(Collected data)
• • • • •
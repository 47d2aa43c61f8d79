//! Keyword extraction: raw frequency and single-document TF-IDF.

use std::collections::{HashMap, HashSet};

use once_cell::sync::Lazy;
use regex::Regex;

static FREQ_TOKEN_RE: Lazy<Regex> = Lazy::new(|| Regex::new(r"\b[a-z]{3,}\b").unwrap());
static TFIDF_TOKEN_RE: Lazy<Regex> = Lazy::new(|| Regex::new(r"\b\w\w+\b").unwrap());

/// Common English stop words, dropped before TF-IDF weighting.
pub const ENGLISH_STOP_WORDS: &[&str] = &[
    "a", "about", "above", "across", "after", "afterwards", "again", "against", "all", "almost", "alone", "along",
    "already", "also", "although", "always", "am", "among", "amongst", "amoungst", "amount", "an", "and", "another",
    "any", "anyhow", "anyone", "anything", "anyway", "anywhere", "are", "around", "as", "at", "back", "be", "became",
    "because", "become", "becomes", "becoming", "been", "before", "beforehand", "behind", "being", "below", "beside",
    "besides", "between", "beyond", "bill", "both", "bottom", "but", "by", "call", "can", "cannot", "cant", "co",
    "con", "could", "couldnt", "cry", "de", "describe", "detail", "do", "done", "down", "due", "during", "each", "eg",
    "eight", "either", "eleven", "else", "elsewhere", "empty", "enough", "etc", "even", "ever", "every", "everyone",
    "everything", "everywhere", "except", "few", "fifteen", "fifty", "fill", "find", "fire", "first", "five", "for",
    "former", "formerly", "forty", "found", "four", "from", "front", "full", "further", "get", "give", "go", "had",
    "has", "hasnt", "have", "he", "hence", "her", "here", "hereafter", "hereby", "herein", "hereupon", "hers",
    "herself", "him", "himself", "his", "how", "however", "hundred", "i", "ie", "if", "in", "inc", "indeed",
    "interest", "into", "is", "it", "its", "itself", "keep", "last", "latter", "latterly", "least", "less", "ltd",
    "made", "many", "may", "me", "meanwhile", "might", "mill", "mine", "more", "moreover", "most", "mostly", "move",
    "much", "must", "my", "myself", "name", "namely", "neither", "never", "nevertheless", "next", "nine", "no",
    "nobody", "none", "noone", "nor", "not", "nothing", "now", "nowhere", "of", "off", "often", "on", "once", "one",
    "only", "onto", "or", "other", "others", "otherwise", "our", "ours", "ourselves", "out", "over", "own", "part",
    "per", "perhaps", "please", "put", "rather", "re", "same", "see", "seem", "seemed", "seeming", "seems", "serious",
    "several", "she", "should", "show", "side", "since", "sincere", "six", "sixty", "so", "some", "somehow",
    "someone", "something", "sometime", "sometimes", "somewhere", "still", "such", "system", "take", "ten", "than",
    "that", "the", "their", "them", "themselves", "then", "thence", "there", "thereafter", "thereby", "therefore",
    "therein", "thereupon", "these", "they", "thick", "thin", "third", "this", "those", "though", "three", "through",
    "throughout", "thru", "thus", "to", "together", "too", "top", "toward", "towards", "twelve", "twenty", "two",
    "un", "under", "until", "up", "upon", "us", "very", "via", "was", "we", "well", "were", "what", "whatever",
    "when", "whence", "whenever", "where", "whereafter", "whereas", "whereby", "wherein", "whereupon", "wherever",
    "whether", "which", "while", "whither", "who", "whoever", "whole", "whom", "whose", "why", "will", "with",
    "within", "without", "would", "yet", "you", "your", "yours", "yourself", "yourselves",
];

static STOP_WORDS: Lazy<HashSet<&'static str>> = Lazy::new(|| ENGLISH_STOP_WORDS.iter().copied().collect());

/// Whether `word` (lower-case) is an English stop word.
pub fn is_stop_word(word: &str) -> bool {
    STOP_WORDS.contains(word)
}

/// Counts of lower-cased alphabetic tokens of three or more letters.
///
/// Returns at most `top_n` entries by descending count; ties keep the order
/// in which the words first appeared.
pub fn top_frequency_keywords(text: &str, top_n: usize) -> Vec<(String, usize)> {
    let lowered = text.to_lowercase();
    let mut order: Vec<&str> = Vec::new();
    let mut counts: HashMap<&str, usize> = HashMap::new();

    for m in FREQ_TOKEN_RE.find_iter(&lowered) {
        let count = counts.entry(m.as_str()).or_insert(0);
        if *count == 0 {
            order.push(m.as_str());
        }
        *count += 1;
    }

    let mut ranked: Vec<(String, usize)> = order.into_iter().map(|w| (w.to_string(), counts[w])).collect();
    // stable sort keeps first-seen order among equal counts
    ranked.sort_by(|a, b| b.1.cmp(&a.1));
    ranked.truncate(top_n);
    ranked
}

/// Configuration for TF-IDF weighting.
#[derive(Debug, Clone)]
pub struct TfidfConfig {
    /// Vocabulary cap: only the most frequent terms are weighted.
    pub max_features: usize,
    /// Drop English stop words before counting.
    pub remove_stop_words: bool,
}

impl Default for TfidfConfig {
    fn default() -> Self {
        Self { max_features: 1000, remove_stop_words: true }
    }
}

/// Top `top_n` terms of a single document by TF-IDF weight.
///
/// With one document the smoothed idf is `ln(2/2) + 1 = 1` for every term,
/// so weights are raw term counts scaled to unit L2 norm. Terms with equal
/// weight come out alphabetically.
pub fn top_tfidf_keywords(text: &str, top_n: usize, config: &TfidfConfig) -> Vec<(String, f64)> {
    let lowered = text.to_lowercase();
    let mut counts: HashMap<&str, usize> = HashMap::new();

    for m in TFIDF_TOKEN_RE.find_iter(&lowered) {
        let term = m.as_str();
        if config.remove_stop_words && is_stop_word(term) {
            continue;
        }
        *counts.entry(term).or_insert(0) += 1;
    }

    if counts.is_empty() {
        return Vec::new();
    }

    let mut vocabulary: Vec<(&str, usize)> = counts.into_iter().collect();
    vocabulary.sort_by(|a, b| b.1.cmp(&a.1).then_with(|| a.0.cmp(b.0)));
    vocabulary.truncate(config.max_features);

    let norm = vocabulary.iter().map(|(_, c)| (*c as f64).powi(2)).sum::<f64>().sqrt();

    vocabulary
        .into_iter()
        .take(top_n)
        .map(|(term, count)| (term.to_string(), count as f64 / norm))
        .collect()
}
• • • • •
Directions:
The answer must be the line containing "return Vec::new();" and every line after it through the end of the records, repeated exactly.

Written solution:
        return Vec::new();
    }

    let mut vocabulary: Vec<(&str, usize)> = counts.into_iter().collect();
    vocabulary.sort_by(|a, b| b.1.cmp(&a.1).then_with(|| a.0.cmp(b.0)));
    vocabulary.truncate(config.max_features);

    let norm = vocabulary.iter().map(|(_, c)| (*c as f64).powi(2)).sum::<f64>().sqrt();

    vocabulary
        .into_iter()
        .take(top_n)
        .map(|(term, count)| (term.to_string(), count as f64 / norm))
        .collect()
}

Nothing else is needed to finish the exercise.